Congress is forming a committee. No, make that a supercommittee. Be still our hearts.
Not content to listen to the advice of the bipartisan “Gang of Six” on long-term budgetary matters, congressional leaders have named a new lineup, with twice as many members. U.S. Sen. Patty Murray of Washington is one of them.
Will this group turn a blind eye to the 2012 elections by setting aside partisan brinkmanship, or will it become known as The Dirty Dozen?
It’s hard to imagine that public confidence in Congress’ willingness to tackle tough budgetary issues could drop any lower. On the other hand, it’s easy to picture members exploring new depths by refusing to cooperate with one another.
Recent events tell us of this possibility.
Last month, the chief economist for Washington state, Arun Raha, told The Spokesman-Review editorial board that the mere threat of defaulting on debt obligations would damage the economy. Experts far and wide echoed the concern. Standard & Poor’s told Congress to deliver at least $4 trillion in debt reduction, with some of that coming from increased revenue, or it would downgrade the nation’s credit rating.
Instead, our national leaders dangled the economy off the ledge and got a wimpy debt down payment in return. Oh, and they formed a committee to find bigger solutions. Under the last-minute deal to raise the debt ceiling, Congress cut discretionary spending but ignored entitlements and tax increases. The supercommittee could entertain those ideas, but if it reaches an impasse or can’t persuade congressional colleagues to go along, then $2.1 trillion in automatic discretionary spending cuts would kick in.
But that’s barely half the $4 trillion in savings that President Barack Obama and House Speaker John Boehner were working on before the “grand bargain” blew up.

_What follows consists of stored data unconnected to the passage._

use super::models::*;
use super::schema::DATASTORE_VERSIONED_SCHEMAS;
use super::{
    ArchiveStore, ArchiveTransaction, EventStore, FightStore, FighterStore, MediaStore,
    PromotionStore, RankingStore, StatsStore,
};
use anyhow::{bail, Context, Result};
use async_trait::async_trait;
use chrono::{DateTime, SecondsFormat, Utc};
use rusqlite::types::Type;
use rusqlite::{params, Connection, OptionalExtension, TransactionBehavior};
use std::collections::{BTreeMap, HashMap};
use std::path::{Path, PathBuf};
use std::sync::atomic::{AtomicBool, Ordering};
use std::sync::{Arc, Mutex};
use std::time::Duration;
use tracing::{debug, info, warn};
use uuid::Uuid;

const BUSY_TIMEOUT: Duration = Duration::from_secs(30);

const FIGHTER_COLUMNS: &str = "id, name, nickname, promotion_id, weight_class, status, age, \
     wins, losses, draws, no_contests, last_fight_date, created_at, updated_at";
const FIGHT_COLUMNS: &str = "id, event_id, fighter1_id, fighter2_id, weight_class, fight_date, \
     is_title_fight, winner_id, method, round, is_archived";
const EVENT_COLUMNS: &str =
    "id, promotion_id, name, date, venue, attendance, ppv_buys, status, created_at";
const MEDIA_COLUMNS: &str =
    "id, fight_id, media_type, url, storage_location, archive_location, is_archived, created_at";
const RANKING_COLUMNS: &str =
    "promotion_id, weight_class, fighter_id, rank, previous_rank, points, effective_date, run_id";

/// SQLite implementation of every store trait.
///
/// Calls from async code run on the blocking pool against one shared
/// connection. Archive runs get a dedicated connection of their own.
pub struct SqliteDatastore {
    conn: Arc<Mutex<Connection>>,
    path: PathBuf,
}

impl SqliteDatastore {
    pub fn new<P: AsRef<Path>>(db_path: P) -> Result<Self> {
        let path = db_path.as_ref();
        let is_new_db = !path.exists();

        let mut conn = open_connection(path).context("Failed to open datastore database")?;
        let latest = DATASTORE_VERSIONED_SCHEMAS
            .last()
            .context("No datastore schema defined")?;

        if is_new_db {
            info!("Creating new datastore database at {:?}", path);
            latest.create(&conn)?;
        } else {
            let db_version: i64 = conn.query_row("PRAGMA user_version;", [], |row| row.get(0))?;
            if db_version < 1 {
                bail!(
                    "Datastore database version {} is invalid (expected >= 1)",
                    db_version
                );
            }

            let version_index = DATASTORE_VERSIONED_SCHEMAS
                .iter()
                .position(|s| s.version as i64 == db_version)
                .with_context(|| format!("Unknown datastore database version {}", db_version))?;
            DATASTORE_VERSIONED_SCHEMAS[version_index]
                .validate(&conn)
                .with_context(|| {
                    format!(
                        "Datastore schema validation failed for version {}",
                        db_version
                    )
                })?;

            if (db_version as usize) < latest.version {
                info!(
                    "Migrating datastore database from version {} to {}",
                    db_version, latest.version
                );
                Self::migrate_if_needed(&mut conn, db_version as usize)?;
            }
        }

        Ok(Self {
            conn: Arc::new(Mutex::new(conn)),
            path: path.to_path_buf(),
        })
    }

    fn migrate_if_needed(conn: &mut Connection, from_version: usize) -> Result<()> {
        let tx = conn.transaction()?;
        let mut latest_from = from_version;
        for schema in DATASTORE_VERSIONED_SCHEMAS
            .iter()
            .filter(|s| s.version > from_version)
        {
            info!(
                "Running datastore migration from version {} to {}",
                latest_from, schema.version
            );
            if let Some(migration_fn) = schema.migration {
                migration_fn(&tx).with_context(|| {
                    format!("Failed to run migration to version {}", schema.version)
                })?;
            }
            latest_from = schema.version;
        }
        tx.execute(&format!("PRAGMA user_version = {}", latest_from), [])?;
        tx.commit()?;
        Ok(())
    }

    /// Run `f` against the shared connection on the blocking pool.
    async fn with_conn<T, F>(&self, f: F) -> Result<T>
    where
        F: FnOnce(&mut Connection) -> Result<T> + Send + 'static,
        T: Send + 'static,
    {
        let conn = Arc::clone(&self.conn);
        tokio::task::spawn_blocking(move || {
            let mut conn = conn.lock().unwrap_or_else(|e| e.into_inner());
            f(&mut conn)
        })
        .await
        .context("Datastore task failed")?
    }

    fn lock(&self) -> std::sync::MutexGuard<'_, Connection> {
        self.conn.lock().unwrap_or_else(|e| e.into_inner())
    }

    // -------------------------------------------------------------------------
    // Direct access, used for seeding and inspection
    // -------------------------------------------------------------------------

    pub fn insert_promotion(&self, promotion: &Promotion) -> Result<()> {
        self.lock().execute(
            "INSERT INTO promotions (id, name, active) VALUES (?1, ?2, ?3)",
            params![promotion.id, promotion.name, promotion.active],
        )?;
        Ok(())
    }

    pub fn insert_fighter(&self, fighter: &Fighter) -> Result<()> {
        self.lock().execute(
            &format!(
                "INSERT INTO fighters ({}) VALUES (?1, ?2, ?3, ?4, ?5, ?6, ?7, ?8, ?9, ?10, ?11, ?12, ?13, ?14)",
                FIGHTER_COLUMNS
            ),
            params![
                fighter.id,
                fighter.name,
                fighter.nickname,
                fighter.promotion_id,
                fighter.weight_class,
                fighter.status.as_str(),
                fighter.age,
                fighter.record.wins,
                fighter.record.losses,
                fighter.record.draws,
                fighter.record.no_contests,
                fighter.last_fight_date.as_ref().map(format_datetime),
                format_datetime(&fighter.created_at),
                format_datetime(&fighter.updated_at),
            ],
        )?;
        Ok(())
    }

    pub fn insert_event(&self, event: &Event) -> Result<()> {
        self.lock().execute(
            &format!(
                "INSERT INTO events ({}) VALUES (?1, ?2, ?3, ?4, ?5, ?6, ?7, ?8, ?9)",
                EVENT_COLUMNS
            ),
            params![
                event.id,
                event.promotion_id,
                event.name,
                format_datetime(&event.date),
                event.venue,
                event.attendance,
                event.ppv_buys,
                event.status.as_str(),
                format_datetime(&event.created_at),
            ],
        )?;
        Ok(())
    }

    pub fn insert_fight(&self, fight: &Fight) -> Result<()> {
        let result = fight.result.as_ref();
        self.lock().execute(
            &format!(
                "INSERT INTO fights ({}) VALUES (?1, ?2, ?3, ?4, ?5, ?6, ?7, ?8, ?9, ?10, ?11)",
                FIGHT_COLUMNS
            ),
            params![
                fight.id,
                fight.event_id,
                fight.fighter1_id,
                fight.fighter2_id,
                fight.weight_class,
                format_datetime(&fight.fight_date),
                fight.is_title_fight,
                result.and_then(|r| r.winner_id.clone()),
                result.map(|r| r.method.clone()),
                result.and_then(|r| r.round),
                fight.is_archived,
            ],
        )?;
        Ok(())
    }

    pub fn insert_media(&self, media: &Media) -> Result<()> {
        self.lock().execute(
            &format!(
                "INSERT INTO fight_media ({}) VALUES (?1, ?2, ?3, ?4, ?5, ?6, ?7, ?8)",
                MEDIA_COLUMNS
            ),
            params![
                media.id,
                media.fight_id,
                media.media_type,
                media.url,
                media.storage_location,
                media.archive_location,
                media.is_archived,
                format_datetime(&media.created_at),
            ],
        )?;
        Ok(())
    }

    pub fn get_fighter(&self, fighter_id: &str) -> Result<Option<Fighter>> {
        let conn = self.lock();
        let fighter = conn
            .query_row(
                &format!("SELECT {} FROM fighters WHERE id = ?1", FIGHTER_COLUMNS),
                params![fighter_id],
                row_to_fighter,
            )
            .optional()?;
        Ok(fighter)
    }

    pub fn get_fight(&self, fight_id: &str) -> Result<Option<Fight>> {
        let conn = self.lock();
        let fight = conn
            .query_row(
                &format!("SELECT {} FROM fights WHERE id = ?1", FIGHT_COLUMNS),
                params![fight_id],
                row_to_fight,
            )
            .optional()?;
        Ok(fight)
    }

    pub fn get_media(&self, media_id: &str) -> Result<Option<Media>> {
        let conn = self.lock();
        let media = conn
            .query_row(
                &format!("SELECT {} FROM fight_media WHERE id = ?1", MEDIA_COLUMNS),
                params![media_id],
                row_to_media,
            )
            .optional()?;
        Ok(media)
    }

    pub fn get_event(&self, event_id: &str) -> Result<Option<Event>> {
        let conn = self.lock();
        let event = conn
            .query_row(
                &format!("SELECT {} FROM events WHERE id = ?1", EVENT_COLUMNS),
                params![event_id],
                row_to_event,
            )
            .optional()?;
        Ok(event)
    }

    /// Number of rows in one of the datastore tables.
    pub fn table_row_count(&self, table: &str) -> Result<usize> {
        let known = DATASTORE_VERSIONED_SCHEMAS
            .last()
            .map(|s| s.tables.contains(&table))
            .unwrap_or(false);
        if !known {
            bail!("Unknown table {}", table);
        }
        let count: i64 =
            self.lock()
                .query_row(&format!("SELECT COUNT(*) FROM {}", table), [], |row| {
                    row.get(0)
                })?;
        Ok(count as usize)
    }

    /// Most recent stored snapshot of a metric.
    pub fn latest_metric(&self, kind: MetricKind) -> Result<Option<serde_json::Value>> {
        let data: Option<String> = self
            .lock()
            .query_row(
                "SELECT data FROM metrics WHERE type = ?1 ORDER BY created_at DESC, id DESC LIMIT 1",
                params![kind.as_str()],
                |row| row.get(0),
            )
            .optional()?;
        data.map(|d| serde_json::from_str(&d).context("Invalid metric payload"))
            .transpose()
    }

    /// Ranking summary rows as (fighter_id, fighter_name, rank, movement).
    pub fn ranking_summary(
        &self,
        promotion_id: &str,
        weight_class: &str,
    ) -> Result<Vec<(String, String, u32, Option<i64>)>> {
        let conn = self.lock();
        let mut stmt = conn.prepare(
            "SELECT fighter_id, fighter_name, rank, movement FROM ranking_summary
             WHERE promotion_id = ?1 AND weight_class = ?2 ORDER BY rank",
        )?;
        let rows = stmt
            .query_map(params![promotion_id, weight_class], |row| {
                Ok((row.get(0)?, row.get(1)?, row.get(2)?, row.get(3)?))
            })?
            .collect::<rusqlite::Result<Vec<_>>>()?;
        Ok(rows)
    }
}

These automatic cuts are ill-suited to address the nation’s long-term budget challenges, because they avoid so much health care spending, which devours an increasing portion of the federal budget.
In early comments, Murray and other panel members have said that everything is on the table, but if Medicare and Medicaid are swept off by Democrats and tax increases are swept off by Republicans, the supercommittee won’t have enough options left to make the substantive changes needed for a sustainable, long-term budget.
The president’s fiscal commission learned this. The Gang of Six learned this. There’s no need for the supercommittee to embark on a fruitless quest for a painless solution.
Murray and her colleagues need to tell the public the truth and deliver balanced recommendations to Congress. Latter-day partisan intransigence suggests they won’t, but the country would be far better off if they surprised us.